Aim of the task ▸
Your answer should be one number: the count of lines in the records that include the word "BitwiseSubtype".

Data ▸
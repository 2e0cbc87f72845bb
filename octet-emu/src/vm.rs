//
// Copyright (C) 2023 Ariel Abreu
//
// This Source Code Form is subject to the terms of the Mozilla Public
// License, v. 2.0. If a copy of the MPL was not distributed with this
// file, You can obtain one at http://mozilla.org/MPL/2.0/.
//

use std::io::{self, Write};

use byteorder::{BigEndian, ByteOrder};
use octet_isa::{
	decode_magnitude, decode_sign, AluOp, BitwiseOp, BitwiseSubtype, Instruction, JumpCondition,
	Opcode, Operand, Register, BITWISE_PREFIX, JUMP_PREFIX,
};
use tracing::{debug, trace};

use crate::{
	util::{BytecodeOffset, Flags, RegisterFile},
	RuntimeError,
};

/// Reads one instruction, leaving `cursor` on its last byte.
struct Decoder<'a> {
	bytecode: &'a [u8],
	cursor: BytecodeOffset,
}

impl<'a> Decoder<'a> {
	fn new(bytecode: &'a [u8], cursor: BytecodeOffset) -> Self {
		Self { bytecode, cursor }
	}

	fn current(&self) -> Result<u8, RuntimeError> {
		self.bytecode
			.get(self.cursor.get())
			.copied()
			.ok_or(RuntimeError::InvalidNextBytecode {
				offset: (self.cursor - 1).get(),
			})
	}

	fn next(&mut self) -> Result<u8, RuntimeError> {
		self.cursor += 1;
		self.current()
	}

	fn next_word(&mut self) -> Result<[u8; 4], RuntimeError> {
		let mut word = [0u8; 4];
		for byte in &mut word {
			*byte = self.next()?;
		}
		Ok(word)
	}

	fn immediate(&mut self) -> Result<i64, RuntimeError> {
		let sign = self.next()?;
		let negative = decode_sign(sign).map_err(|_| RuntimeError::InvalidNumberSign {
			offset: self.cursor.get(),
		})?;
		let magnitude = self.next_word()?;
		Ok(decode_magnitude(negative, &magnitude))
	}

	fn subtype_error(&self, prefix: u8, subtype: u8) -> RuntimeError {
		RuntimeError::InvalidSubtype {
			prefix,
			subtype,
			offset: self.cursor.get(),
		}
	}

	fn decode(&mut self) -> Result<Instruction, RuntimeError> {
		let offset = self.cursor.get();
		let opcode = Opcode::try_from(self.current()?)
			.map_err(|opcode| RuntimeError::InvalidOpcode { opcode, offset })?;

		let instruction = match opcode {
			Opcode::AluRegisters { op, src, dst } => Instruction::Alu {
				op,
				src: Operand::Register(src),
				dst,
			},
			Opcode::AluImmediate { op, dst } => Instruction::Alu {
				op,
				src: Operand::Immediate(self.immediate()?),
				dst,
			},
			Opcode::Increment(reg) => Instruction::Increment(reg),
			Opcode::Decrement(reg) => Instruction::Decrement(reg),
			Opcode::PrintRegister(reg) => Instruction::Print(Operand::Register(reg)),
			Opcode::PrintImmediate => Instruction::Print(Operand::Immediate(self.immediate()?)),
			Opcode::JumpPrefix => {
				let subtype = self.next()?;
				let condition = JumpCondition::try_from(subtype)
					.map_err(|_| self.subtype_error(JUMP_PREFIX, subtype))?;
				let target = BigEndian::read_u32(&self.next_word()?);
				Instruction::Jump { condition, target }
			},
			Opcode::BitwisePrefix => {
				let subtype = self.next()?;
				match BitwiseSubtype::try_from(subtype) {
					Ok(BitwiseSubtype::Registers { op, src, dst }) => Instruction::Bitwise {
						op,
						src: Operand::Register(src),
						dst,
					},
					Ok(BitwiseSubtype::Immediate { op, dst }) => Instruction::Bitwise {
						op,
						src: Operand::Immediate(self.immediate()?),
						dst,
					},
					Err(subtype) => return Err(self.subtype_error(BITWISE_PREFIX, subtype)),
				}
			},
			Opcode::Halt => Instruction::Halt,
		};

		Ok(instruction)
	}
}

/// Decodes the instruction starting at `offset`, returning it along with its
/// encoded length.
pub fn decode_at(bytecode: &[u8], offset: usize) -> Result<(Instruction, usize), RuntimeError> {
	let mut decoder = Decoder::new(bytecode, offset.into());
	let instruction = decoder.decode()?;
	Ok((instruction, decoder.cursor.get() - offset + 1))
}

#[derive(Debug)]
pub struct VM<'a> {
	print_instructions: bool,

	bytecode: &'a [u8],
	register_file: RegisterFile,
	flags: Flags,
	instruction_pointer: BytecodeOffset,
	halted: bool,
}

impl<'a> VM<'a> {
	pub fn new(bytecode: &'a [u8]) -> Self {
		Self {
			print_instructions: false,

			bytecode,
			register_file: RegisterFile::new(),
			flags: Flags::empty(),
			instruction_pointer: BytecodeOffset::new(0),
			halted: false,
		}
	}

	/// Echo every executed instruction to stderr.
	pub fn set_print_instructions(&mut self, print_instructions: bool) {
		self.print_instructions = print_instructions;
	}

	pub fn register(&self, register: Register) -> i32 {
		self.register_file[register]
	}

	pub fn registers(&self) -> &RegisterFile {
		&self.register_file
	}

	pub fn flags(&self) -> Flags {
		self.flags
	}

	pub fn instruction_pointer(&self) -> usize {
		self.instruction_pointer.get()
	}

	pub fn is_halted(&self) -> bool {
		self.halted
	}

	/// `false` once `halt` ran or the instruction pointer left the image.
	pub fn is_running(&self) -> bool {
		!self.halted && self.instruction_pointer.get() < self.bytecode.len()
	}

	fn operand_value(&self, operand: Operand) -> i32 {
		match operand {
			Operand::Register(reg) => self.register_file[reg],
			// wraps into the 32-bit register range
			Operand::Immediate(value) => value as i32,
		}
	}

	/// Decodes and executes the instruction under the instruction pointer.
	pub fn execute_one<W: Write>(&mut self, output: &mut W) -> Result<(), RuntimeError> {
		let mut decoder = Decoder::new(self.bytecode, self.instruction_pointer);
		let instruction = decoder.decode()?;

		if self.print_instructions {
			eprintln!("{:#010x}: {}", self.instruction_pointer.get(), instruction);
		}
		self.instruction_pointer = decoder.cursor;

		macro_rules! do_jump {
			($target:expr) => {
				// the increment below lands exactly on the target
				self.instruction_pointer = BytecodeOffset::from($target as usize) - 1;
			};
		}

		macro_rules! update_register {
			($dst:expr, |$current:ident| $value:expr) => {
				let $current = self.register_file[$dst];
				self.register_file[$dst] = $value;
			};
		}

		match instruction {
			Instruction::Alu { op, src, dst } => {
				let value = self.operand_value(src);
				match op {
					AluOp::Move => self.register_file[dst] = value,
					AluOp::Add => {
						update_register!(dst, |current| current.wrapping_add(value));
					},
					AluOp::Subtract => {
						update_register!(dst, |current| current.wrapping_sub(value));
					},
					AluOp::Multiply => {
						update_register!(dst, |current| current.wrapping_mul(value));
					},
					AluOp::Divide => {
						if value == 0 {
							return Err(RuntimeError::DivisionByZero);
						}
						update_register!(dst, |current| current.wrapping_div(value));
					},
					AluOp::Compare => {
						let current = self.register_file[dst];
						self.flags.set_comparison(current.cmp(&value));
					},
				}
			},
			Instruction::Bitwise { op, src, dst } => {
				let value = self.operand_value(src);
				match op {
					BitwiseOp::Or => {
						update_register!(dst, |current| current | value);
					},
					BitwiseOp::Xor => {
						update_register!(dst, |current| current ^ value);
					},
				}
			},
			Instruction::Increment(reg) => {
				update_register!(reg, |current| current.wrapping_add(1));
			},
			Instruction::Decrement(reg) => {
				update_register!(reg, |current| current.wrapping_sub(1));
			},
			Instruction::Print(Operand::Register(reg)) => {
				writeln!(output, "{}", self.register_file[reg])?;
			},
			Instruction::Print(Operand::Immediate(value)) => {
				writeln!(output, "{}", value)?;
			},
			Instruction::Jump { condition, target } => {
				if self.flags.test_condition(condition) {
					trace!(%condition, target, "taking jump");
					do_jump!(target);
				}
			},
			Instruction::Halt => {
				self.halted = true;
				return Ok(());
			},
		}

		self.instruction_pointer += 1;
		Ok(())
	}

	/// Runs until `halt`, the end of the image, or a fault.
	pub fn run<W: Write>(&mut self, output: &mut W) -> Result<(), RuntimeError> {
		let mut steps = 0u64;
		while self.is_running() {
			self.execute_one(output)?;
			steps += 1;
		}
		debug!(
			steps,
			halted = self.halted,
			instruction_pointer = self.instruction_pointer.get(),
			"stopped"
		);
		Ok(())
	}
}

/// Runs `bytecode` from offset 0, printing to stdout.
pub fn execute(bytecode: &[u8]) -> Result<(), RuntimeError> {
	let stdout = io::stdout();
	let mut output = stdout.lock();
	VM::new(bytecode).run(&mut output)
}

Your response ▸
4